核酸酶P1是一種重要的工業酶制劑，可用于水解核酸生產5’-核苷酸。本文綜述了利用桔青霉發酵得到核酸酶P1的菌種選育、培養基優化、發酵工藝控制、濃縮、相關應用和國內外市場狀況。

核酸酶P1，桔青霉，發酵法

核酸酶P1（Nuclease P1），又名5′-磷酸二酯酶，其作用為水解核酸中的3′，5′-磷酸二酯鍵得到四種5′-核苷酸。核苷酸是生物體內重要的低分子化合物，具有許多生理功能，目前，隨著在嬰幼兒奶粉及保健品領域的廣泛應用，核苷酸市場變得越來越大。核酸酶P1在核苷酸工業化生產中起著至關重要的作用。從目前的研究和工業化現狀來看，核酸酶P1主要通過桔青霉（Penicillium citrinum）發酵和麥芽根提取［1］兩種途徑生產，但由于麥芽根中可能含有的N-甲基大麥芽堿、亞硝胺、展青霉毒素、米曲霉毒素和蕁麻青霉菌毒素等物質對人體有害，同時麥芽根提取酶活水平較低，原酶液酶活為300U/mL［2］，而且受麥芽根本身品質影響較大，目前，麥芽根提取核酸酶P1技術在工業化生產中沒有任何優勢；桔青霉發酵生產核酸酶越來越受到酶制劑工業的重視，此外，研究表明桔青霉產生的核酸酶P1在酵母抽提物生產中參與酵母產品風味的提高，對操作工人和消費者是安全的［3］。目前，有關桔青霉發酵產核酸酶P1的研究主要集中在以下幾個方面。

1 核酸酶P1性質研究

核酸酶P1的分子量約為24000，由331個氨基酸多肽單鏈構成，含有2個二硫鍵，并含有3個鋅原子，酶分子含17.4%的碳水化合物（圖1）。

圖1 核酸酶P1結構［4］

核酸酶P1的溫度適用范圍比較廣，是一種熱穩定酶，在45～95℃均有催化活性。

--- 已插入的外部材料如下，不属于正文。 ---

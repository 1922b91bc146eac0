use crate::units::TemperatureUnit;

/// 화면에 표시할 변환 결과. 값은 소수 둘째 자리로 반올림되어 있다.
#[derive(Debug, Clone, Copy, PartialEq)]
pub struct DisplayValue {
    pub value: f64,
    pub symbol: &'static str,
}

impl std::fmt::Display for DisplayValue {
    fn fmt(&self, f: &mut std::fmt::Formatter<'_>) -> std::fmt::Result {
        write!(f, "{} {}", self.value, self.symbol)
    }
}

/// 값을 소수 둘째 자리로 반올림하고 단위 기호를 붙인다.
///
/// 100배 한 값에 `f64::round`(0.5는 0에서 멀어지는 쪽)를 적용한다. 경계값은
/// 98.765 → 98.77, -0.125 → -0.13 이 된다. 100배 한 결과가 경계 아래로 떨어지는
/// 값(1.005 → 100.4999…)은 내림된다. 100배 하면 넘치는 큰 값은 그대로 둔다.
/// -0 은 0 으로 정규화한다.
pub fn format_for_display(value: f64, unit: TemperatureUnit) -> DisplayValue {
    let scaled = value * 100.0;
    // 100배 하면 넘치는 크기의 값에는 반올림할 소수 자리가 없다.
    let rounded = if scaled.is_finite() {
        scaled.round() / 100.0
    } else {
        value
    };
    DisplayValue {
        value: if rounded == 0.0 { 0.0 } else { rounded },
        symbol: unit.symbol(),
    }
}
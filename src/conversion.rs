use crate::format::{format_for_display, DisplayValue};
use crate::units::{convert_temperature, TemperatureUnit};
use crate::validation::{validate, ValidationError};

/// 단위 변환 시 발생 가능한 오류.
#[derive(Debug, Clone, PartialEq, Eq)]
pub enum ConversionError {
    /// 알 수 없는 단위 문자열
    InvalidUnit(String),
}

impl std::fmt::Display for ConversionError {
    fn fmt(&self, f: &mut std::fmt::Formatter<'_>) -> std::fmt::Result {
        match self {
            ConversionError::InvalidUnit(u) => write!(f, "unknown temperature unit: {u}"),
        }
    }
}

impl std::error::Error for ConversionError {}

impl std::str::FromStr for TemperatureUnit {
    type Err = ConversionError;

    fn from_str(s: &str) -> Result<Self, Self::Err> {
        parse_temperature_unit(s)
    }
}

/// 단위 문자열을 enum으로 변환한다. 대소문자를 구분하지 않는다.
///
/// 예: `C`, `celsius`, `°C`, `F`, `fahrenheit`, `K`, `kelvin`.
pub fn parse_temperature_unit(s: &str) -> Result<TemperatureUnit, ConversionError> {
    match s.trim().to_lowercase().as_str() {
        "c" | "celsius" | "°c" => Ok(TemperatureUnit::Celsius),
        "f" | "fahrenheit" | "°f" => Ok(TemperatureUnit::Fahrenheit),
        "k" | "kelvin" => Ok(TemperatureUnit::Kelvin),
        _ => Err(ConversionError::InvalidUnit(s.to_string())),
    }
}

/// 문자열로 전달된 단위명을 enum으로 변환한 뒤 지정된 단위로 환산한다.
pub fn convert_by_name(
    value: f64,
    from_unit_str: &str,
    to_unit_str: &str,
) -> Result<f64, ConversionError> {
    let from = parse_temperature_unit(from_unit_str)?;
    let to = parse_temperature_unit(to_unit_str)?;
    Ok(convert_temperature(value, from, to))
}

/// 검증 → 변환 → 표시 형식화를 한 번에 수행한다. 첫 실패에서 멈춘다.
pub fn convert_input(
    raw_input: &str,
    from: TemperatureUnit,
    to: TemperatureUnit,
) -> Result<DisplayValue, ValidationError> {
    let value = validate(raw_input, from)?;
    Ok(format_for_display(convert_temperature(value, from, to), to))
}
//! 온도 변환/검증 로직을 라이브러리로 분리하여 CLI와 GUI가 함께 사용한다.

pub mod app;
pub mod config;
pub mod conversion;
pub mod format;
pub mod i18n;
pub mod logging;
pub mod presenter;
pub mod session;
pub mod ui_cli;
pub mod units;
pub mod validation;
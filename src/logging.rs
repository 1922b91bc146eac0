/// 로그 출력을 초기화한다.
///
/// `RUST_LOG` 환경 변수로 수준을 조절한다(예: `RUST_LOG=temperature_converter=debug`).
/// 지정하지 않으면 경고 이상만 출력한다. 로그는 stderr로 나가므로 CLI 결과 출력과 섞이지 않는다.
pub fn setup_tracing() {
    let filter = tracing_subscriber::EnvFilter::try_from_default_env()
        .unwrap_or_else(|_| tracing_subscriber::EnvFilter::new("warn"));
    let installed = tracing_subscriber::fmt()
        .with_env_filter(filter)
        .with_writer(std::io::stderr)
        .try_init();
    if let Err(e) = installed {
        // 전역 구독자는 한 번만 설치된다. 먼저 설치된 쪽을 그대로 쓴다.
        tracing::debug!(error = %e, "tracing subscriber already installed");
    }
}

#[cfg(test)]
mod tests {
    use super::setup_tracing;

    #[test]
    fn second_setup_keeps_first_subscriber() {
        setup_tracing();
        setup_tracing();
        tracing::debug!("still logging");
    }
}
//! `convert` 하위 명령(한 번 변환) 출력 테스트.
use temperature_converter::app::{convert_once, AppError};
use temperature_converter::config::Config;
use temperature_converter::conversion::ConversionError;
use temperature_converter::i18n::Translator;

fn run(
    tr: &Translator,
    value: &str,
    from: Option<&str>,
    to: Option<&str>,
) -> (Result<bool, AppError>, String, String) {
    let cfg = Config::default();
    let mut out = Vec::new();
    let mut err = Vec::new();
    let ok = convert_once(&cfg, tr, value, from, to, &mut out, &mut err);
    (
        ok,
        String::from_utf8(out).expect("utf8 stdout"),
        String::from_utf8(err).expect("utf8 stderr"),
    )
}

#[test]
fn prints_converted_value() {
    let tr = Translator::new("en-us");
    let (ok, out, err) = run(&tr, "-40", Some("c"), Some("f"));
    assert!(ok.unwrap());
    assert_eq!(out, "-40 °F\n");
    assert!(err.is_empty());
}

#[test]
fn missing_units_fall_back_to_config_defaults() {
    let tr = Translator::new("en-us");
    let (ok, out, _) = run(&tr, " 100 ", None, None);
    assert!(ok.unwrap());
    assert_eq!(out, "212 °F\n");
}

#[test]
fn invalid_value_reports_localized_message() {
    let tr = Translator::new("en-us");
    let (ok, out, err) = run(&tr, "-1", Some("k"), Some("c"));
    assert!(!ok.unwrap());
    assert!(out.is_empty());
    assert_eq!(err, "Error: Kelvin cannot be negative (absolute zero is 0K).\n");

    let tr = Translator::new("ko-kr");
    let (ok, _, err) = run(&tr, "", Some("c"), Some("k"));
    assert!(!ok.unwrap());
    assert_eq!(err, "오류: 온도 값을 입력하세요.\n");
}

#[test]
fn unknown_unit_name_is_an_error() {
    let tr = Translator::new("en-us");
    let (result, out, err) = run(&tr, "10", Some("x"), Some("c"));
    match result {
        Err(AppError::Conversion(e)) => {
            assert_eq!(e, ConversionError::InvalidUnit("x".into()))
        }
        other => panic!("expected InvalidUnit, got {other:?}"),
    }
    assert!(out.is_empty() && err.is_empty());
}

其最適酶反應溫度為70℃［5］。最適pH因底物而異，一般在pH5～8都有較強的活性。核酸酶P1的最適pH還與溶液中的離子種類和離子強度有關。對于酵母核酸而言，此酶的最合適pH為5.0左右。郭春香［5］等人研究了金屬離子對核酸酶P1催化活性的影響，其結果表明Ti3+、Ce3+在濃度大于 10-3mol/L時，Mn2+、Fe2+、Co2+、Cu2+和Pd2+在濃度10-3～10-5mol/L的范圍時均表現出明顯抑制作用。Mg2+和Ca2+對酶活略有促進的效果［6］（見圖2）。

Zn2+在10-2～10-6mol/L的濃度范圍對該酶的酶活有激活作用，這與核酸酶P1的結構（見圖1）有關，研究表明，核酸酶P1分子結構中含有3個鋅原子，各個鋅原子作用如下［7］：鋅I主要參與維持酶的三級結構從而確保酶與大分子底物如RNA的結合。鋅II用于活性構象的維護。通過圓二色譜在遠紫外區檢測發現，鋅I和鋅II并不參與維護二級結構，鋅III主要起維持完整二級結構的決定性作用。

核酸酶P1在部分有機溶劑中，如甲基酰氨、二甲亞砜存在時仍有較高的酶活，在低濃度的變性劑環境中酶活有一定提高。B.N.Gangadhara［8］等人研究核酸酶 P1在低濃度的尿素（1mol/L）和鹽酸胍（0.5mol/L）條件下酶的活性可以提高3～4倍（見圖3）。

圖2 不同金屬離子對核酸酶活性的影響［5］

圖3 有機溶劑濃度對核酸酶P1活性的影響［7］

2 核酸酶P1的發酵研究

目前利用桔青霉發酵法生產核酸酶P1的研究主要集中在高產菌株選育、發酵工藝優化和酶的分離純化濃縮工藝等三個領域。

2.1 菌種選育研究

桔青霉菌種誘變主要采用物理和化學方法，通過物理和化學手段對生物體DNA產生影響，使其發生變異，得到高產突變菌株。洪亦武［9］等人分別對桔青霉菌種（AS3.2788和AS3.2833）采用紫外線、硫酸二乙酯、亞硝基胍作為誘變劑誘變，發現亞硝基胍和紫外線作誘變劑效果較好，二者復合誘變效果更佳，采用0.5mg/mL的亞硝基胍處理60min，再經紫外線處理60s，對出發菌株的致死率達到90%，篩選得到了3株高產菌株，酶活達到345U/mL。李科德等人［10］以桔青霉菌株（ATCC14994）為出發菌株，也采用紫外線與亞硝基胍相結合的方法多次誘變育種，獲得1株高產菌株，酶活達到1329U/mL。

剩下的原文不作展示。